I did not expect that here.

And no, @barbc56 , you are wrong when you write "...it is the science" vs just your opinion. What you color as science is far too often cherry picking, and you need to understand that if you're going to invoke science as your private anchor to reality. It would be good if you could appreciate the difference.

So I too am interested in your definitions, @barbc56. Because I think it's good to start at the ground level. You certainly are entitled to your opinion.

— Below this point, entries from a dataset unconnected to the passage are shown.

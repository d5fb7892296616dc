//! Pagination types for list queries.
//!
//! [`PageRequest`] is what a caller asks for, [`PageMetadata`] is the
//! navigation data derived from the total row count, and [`PagedList`] pairs
//! one page of items with that metadata. The arithmetic lives here so it can be
//! used both for store-backed queries (see `infra::repositories::paginate`)
//! and for sequences that are already in memory.

use serde::{Deserialize, Serialize};

use crate::config::{DEFAULT_PAGE_NUMBER, DEFAULT_PAGE_SIZE};
use crate::errors::{AppError, AppResult};

/// Pagination query parameters (DRY - reusable across all list queries)
#[derive(Debug, Clone, Copy, PartialEq, Eq, Deserialize)]
#[serde(rename_all = "camelCase")]
pub struct PageRequest {
    #[serde(default = "default_page")]
    pub page_number: u64,
    #[serde(default = "default_page_size")]
    pub page_size: u64,
}

fn default_page() -> u64 {
    DEFAULT_PAGE_NUMBER
}

fn default_page_size() -> u64 {
    DEFAULT_PAGE_SIZE
}

impl PageRequest {
    /// Build a validated request.
    pub fn new(page_number: u64, page_size: u64) -> AppResult<Self> {
        let request = Self {
            page_number,
            page_size,
        };
        request.validate()?;
        Ok(request)
    }

    /// Reject requests that would produce a meaningless skip/take range.
    pub fn validate(&self) -> AppResult<()> {
        if self.page_number < 1 {
            return Err(AppError::validation("page number must be at least 1"));
        }
        if self.page_size < 1 {
            return Err(AppError::validation("page size must be greater than 0"));
        }
        Ok(())
    }

    /// Rows to skip, or `None` when the offset does not fit in a `u64`
    /// (such a page is necessarily past the end).
    pub fn offset(&self) -> Option<u64> {
        self.page_number.checked_sub(1)?.checked_mul(self.page_size)
    }
}

impl Default for PageRequest {
    fn default() -> Self {
        Self {
            page_number: DEFAULT_PAGE_NUMBER,
            page_size: DEFAULT_PAGE_SIZE,
        }
    }
}

/// Navigation metadata for one page.
///
/// Serializes to the shape presentation layers put in the
/// [`PAGINATION_HEADER`](crate::config::PAGINATION_HEADER) header.
#[derive(Debug, Clone, Copy, PartialEq, Eq, Serialize, Deserialize)]
#[serde(rename_all = "PascalCase")]
pub struct PageMetadata {
    pub total_count: u64,
    pub page_size: u64,
    pub current_page: u64,
    pub total_pages: u64,
    pub has_next: bool,
    pub has_previous: bool,
}

impl PageMetadata {
    /// Derive navigation data from the total row count.
    pub fn new(total_count: u64, request: &PageRequest) -> Self {
        let page_size = request.page_size;
        let total_pages = if page_size > 0 {
            total_count.div_ceil(page_size)
        } else {
            0
        };
        let current_page = request.page_number;

        Self {
            total_count,
            page_size,
            current_page,
            total_pages,
            has_next: current_page < total_pages,
            has_previous: current_page > 1,
        }
    }

    /// JSON value for the pagination response header
    pub fn to_header_value(&self) -> AppResult<String> {
        serde_json::to_string(self).map_err(|e| AppError::internal(e.to_string()))
    }
}

/// One page of items plus navigation metadata
#[derive(Debug, Clone, PartialEq)]
pub struct PagedList<T> {
    pub items: Vec<T>,
    pub meta: PageMetadata,
}

impl<T> PagedList<T> {
    /// Create a page from items already fetched for `request`
    pub fn new(items: Vec<T>, total_count: u64, request: &PageRequest) -> Self {
        Self {
            items,
            meta: PageMetadata::new(total_count, request),
        }
    }

    /// Page through a sequence that is already in memory.
    ///
    /// The whole sequence is consumed to count it; ordering is preserved.
    pub fn from_items<I>(source: I, request: &PageRequest) -> AppResult<Self>
    where
        I: IntoIterator<Item = T>,
    {
        request.validate()?;

        let all: Vec<T> = source.into_iter().collect();
        let total_count = all.len() as u64;

        let items = match request.offset().and_then(|o| usize::try_from(o).ok()) {
            Some(skip) if skip < all.len() => {
                let take = usize::try_from(request.page_size).unwrap_or(usize::MAX);
                all.into_iter().skip(skip).take(take).collect()
            }
            _ => Vec::new(),
        };

        Ok(Self::new(items, total_count, request))
    }

    /// Convert the items, keeping the metadata
    pub fn map<U, F>(self, f: F) -> PagedList<U>
    where
        F: FnMut(T) -> U,
    {
        PagedList {
            items: self.items.into_iter().map(f).collect(),
            meta: self.meta,
        }
    }

    pub fn len(&self) -> usize {
        self.items.len()
    }

    pub fn is_empty(&self) -> bool {
        self.items.is_empty()
    }
}

impl<T> IntoIterator for PagedList<T> {
    type Item = T;
    type IntoIter = std::vec::IntoIter<T>;

    fn into_iter(self) -> Self::IntoIter {
        self.items.into_iter()
    }
}
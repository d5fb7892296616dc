//! SeaORM entity definitions
//!
//! Persistence entities for the catalog. Repositories hand these models out
//! directly; mapping them to transfer objects is the calling layer's job.

pub mod category;
pub mod product;

pub use category::{
    ActiveModel as CategoryActiveModel, Entity as CategoryEntity, Model as CategoryModel,
};
pub use product::{ActiveModel as ProductActiveModel, Entity as ProductEntity, Model as ProductModel};
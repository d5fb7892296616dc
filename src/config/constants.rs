//! Application-wide constants
//!
//! Centralized location for magic values to improve maintainability.

// =============================================================================
// Pagination
// =============================================================================

/// Default number of items per page
pub const DEFAULT_PAGE_SIZE: u64 = 10;

/// Largest page the CLI asks for; larger `--page-size` values are clamped
pub const MAX_PAGE_SIZE: u64 = 50;

/// Default starting page number (1-indexed)
pub const DEFAULT_PAGE_NUMBER: u64 = 1;

/// Response header carrying serialized page metadata
pub const PAGINATION_HEADER: &str = "X-Pagination";

// =============================================================================
// Database
// =============================================================================

/// Default database connection URL (for development)
pub const DEFAULT_DATABASE_URL: &str = "sqlite://catalog.db?mode=rwc";

/// Default size of the connection pool
pub const DEFAULT_MAX_CONNECTIONS: u32 = 10;

/// Default connect timeout in seconds
pub const DEFAULT_CONNECT_TIMEOUT_SECS: u64 = 8;

// =============================================================================
// Validation
// =============================================================================

/// Inclusive product price range, in whole currency units
pub const MIN_PRICE: i64 = 1;
pub const MAX_PRICE: i64 = 10_000;
//! Category input accepted by the catalog.

use sea_orm::{ActiveValue::NotSet, Set};
use validator::Validate;

use crate::errors::AppResult;
use crate::infra::repositories::entities::category;

/// Fields of a category about to be created.
///
/// The store assigns the id.
#[derive(Debug, Clone, Validate)]
pub struct NewCategory {
    #[validate(length(min = 1, max = 80, message = "Name must be 1 to 80 characters"))]
    pub name: String,

    #[validate(length(min = 1, max = 300, message = "Image URL must be 1 to 300 characters"))]
    pub image_url: String,
}

impl NewCategory {
    pub fn new(name: impl Into<String>, image_url: impl Into<String>) -> Self {
        Self {
            name: name.into(),
            image_url: image_url.into(),
        }
    }

    /// Validate, then build the active model to stage with `add`.
    pub fn try_into_active_model(self) -> AppResult<category::ActiveModel> {
        self.validate()?;

        Ok(category::ActiveModel {
            id: NotSet,
            name: Set(self.name),
            image_url: Set(self.image_url),
        })
    }
}

#[cfg(test)]
mod tests {
    use super::*;
    use crate::errors::AppError;

    #[test]
    fn test_valid_category_leaves_id_to_store() {
        let model = NewCategory::new("Drinks", "drinks.jpg")
            .try_into_active_model()
            .unwrap();

        assert!(model.id.is_not_set());
        assert_eq!(model.name, Set("Drinks".to_string()));
    }

    #[test]
    fn test_empty_name_rejected() {
        let result = NewCategory::new("", "drinks.jpg").try_into_active_model();
        assert!(matches!(result, Err(AppError::Validation(_))));
    }

    #[test]
    fn test_overlong_name_rejected() {
        let result = NewCategory::new("x".repeat(81), "drinks.jpg").try_into_active_model();
        assert!(matches!(result, Err(AppError::Validation(_))));
    }
}
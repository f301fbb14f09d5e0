//! Background engine for tilecache.
//!
//! Classifies intercepted requests, serves them read-through from the
//! partitions in `tilecache-core`, and runs the install/activate lifecycle
//! and the cache control channel on behalf of a host.

pub mod control;
pub mod dispatch;
pub mod fetch;
pub mod host;
pub mod lifecycle;
pub mod strategy;

pub use dispatch::{Dispatcher, Outcome, Trigger};
pub use fetch::{FetchClient, FetchConfig, Network};
pub use host::{EngineState, Host, HostHandle, Startup};
pub use lifecycle::{ActivateReport, Failure, InstallReport, Lifecycle, LifecycleSignal};
pub use strategy::{CacheStrategy, Served, ServedFrom};
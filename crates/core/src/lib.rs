//! Core types and shared functionality for tilecache.
//!
//! This crate provides:
//! - Partition storage with SQLite backend
//! - The partition registry and deployment descriptor
//! - Request classification
//! - Control channel messages
//! - Unified error types
//! - Configuration structures

pub mod cache;
pub mod classify;
pub mod config;
pub mod control;
pub mod error;
pub mod registry;
pub mod request;
pub mod response;

pub use cache::{CacheDb, PartitionSummary, StoredEntry};
pub use classify::{Classification, Classifier};
pub use config::{AppConfig, ConfigError};
pub use control::{ControlMessage, ControlReply};
pub use error::Error;
pub use registry::{Deployment, PartitionClass, PartitionName};
pub use request::{Destination, Request, RequestIdentity, RequestMode};
pub use response::{Response, ResponseType};
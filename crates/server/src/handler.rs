//! MCP server handler implementation.
//!
//! This module defines the main server handler that
//! routes tool calls to the engine host.
use std::sync::Arc;

use crate::tools::cache::{CacheControlParams, CachePartitionsParams, control_impl, partitions_impl};
use crate::tools::fetch::{TileFetchParams, fetch_impl};
use crate::tools::prefetch::{TilesPrefetchParams, prefetch_impl};

use rmcp::{
    ErrorData as McpError, ServerHandler,
    handler::server::{
        tool::{ToolCallContext, ToolRouter},
        wrapper::Parameters,
    },
    model::{
        CallToolRequestParam, CallToolResult, Implementation, ListToolsResult, PaginatedRequestParam, ProtocolVersion,
        ServerCapabilities, ServerInfo,
    },
    service::{RequestContext, RoleServer},
    tool, tool_router,
};
use tilecache_core::{AppConfig, CacheDb, Deployment};
use tilecache_worker::HostHandle;
use url::Url;

/// The main MCP server handler for tilecache.
#[derive(Clone)]
pub struct TileCacheServer {
    host: HostHandle,
    db: CacheDb,
    deployment: Deployment,
    origin: Url,
    config: Arc<AppConfig>,
    tool_router: ToolRouter<Self>,
}

#[tool_router]
impl TileCacheServer {
    /// Create a new server handler around a started host.
    pub fn new(host: HostHandle, db: CacheDb, deployment: Deployment, origin: Url, config: Arc<AppConfig>) -> Self {
        Self { host, db, deployment, origin, config, tool_router: Self::tool_router() }
    }

    #[tool(
        description = "Fetch one URL through the offline cache. Tile and application shell requests are answered from their partition when present and stored on a miss when the response is a 200 from the app's own origin; cross-origin responses are served but not kept. Everything else goes straight to the network."
    )]
    async fn tile_fetch(&self, params: Parameters<TileFetchParams>) -> Result<CallToolResult, McpError> {
        fetch_impl(&self.host, &self.origin, params.0).await
    }

    /// Download many tiles into the live tile partition.
    ///
    /// Uses bounded concurrency; each URL is reported as Cached, Fetched or Failed.
    #[tool(
        description = "Download a list of tile URLs into the offline tile cache with bounded concurrency. Only tiles served from the app's own origin (for example through a same-origin proxy) are kept; cross-origin tiles are fetched and reported with stored=false. Reports per-URL status (Cached, Fetched, Failed) and summary counts."
    )]
    async fn tiles_prefetch(&self, params: Parameters<TilesPrefetchParams>) -> Result<CallToolResult, McpError> {
        prefetch_impl(&self.host, &self.origin, self.config.prefetch_concurrency, params.0).await
    }

    #[tool(
        description = "Post a message to the cache control channel. {\"action\":\"deleteCache\"} deletes all downloaded tiles and replies cacheDeleted or cacheDeleteFailed; other messages get no reply."
    )]
    async fn cache_control(&self, params: Parameters<CacheControlParams>) -> Result<CallToolResult, McpError> {
        control_impl(&self.host, params.0).await
    }

    #[tool(description = "List stored cache partitions with entry counts and whether each is live, stale or foreign.")]
    async fn cache_partitions(&self, params: Parameters<CachePartitionsParams>) -> Result<CallToolResult, McpError> {
        partitions_impl(&self.db, &self.deployment, params.0).await
    }
}

impl ServerHandler for TileCacheServer {
    fn get_info(&self) -> ServerInfo {
        ServerInfo {
            server_info: Implementation {
                name: "tilecache".into(),
                version: env!("CARGO_PKG_VERSION").into(),
                ..Default::default()
            },
            protocol_version: ProtocolVersion::LATEST,
            capabilities: ServerCapabilities::builder().enable_tools().build(),
            ..Default::default()
        }
    }

    async fn list_tools(
        &self, _request: Option<PaginatedRequestParam>, _context: RequestContext<RoleServer>,
    ) -> Result<ListToolsResult, rmcp::model::ErrorData> {
        Ok(ListToolsResult { meta: None, tools: self.tool_router.list_all(), next_cursor: None })
    }

    async fn call_tool(
        &self, request: CallToolRequestParam, context: RequestContext<RoleServer>,
    ) -> Result<CallToolResult, rmcp::model::ErrorData> {
        self.tool_router
            .call(ToolCallContext::new(self, request, context))
            .await
    }
}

But if you want to volunteer that opinion in the midst of a thread, I think it only fair that we ensure we are speaking to the same entities, at the very least to make certain your opinion is an informed one. Please articulate how you interpret the terms "chronic Lyme" and "post lyme syndrome", as you referred to it (in error), and how you think the movers behind the Guidelines are using them today. Otherwise, I will write off your opinion as...well, as without the merit you seem to think it deserves.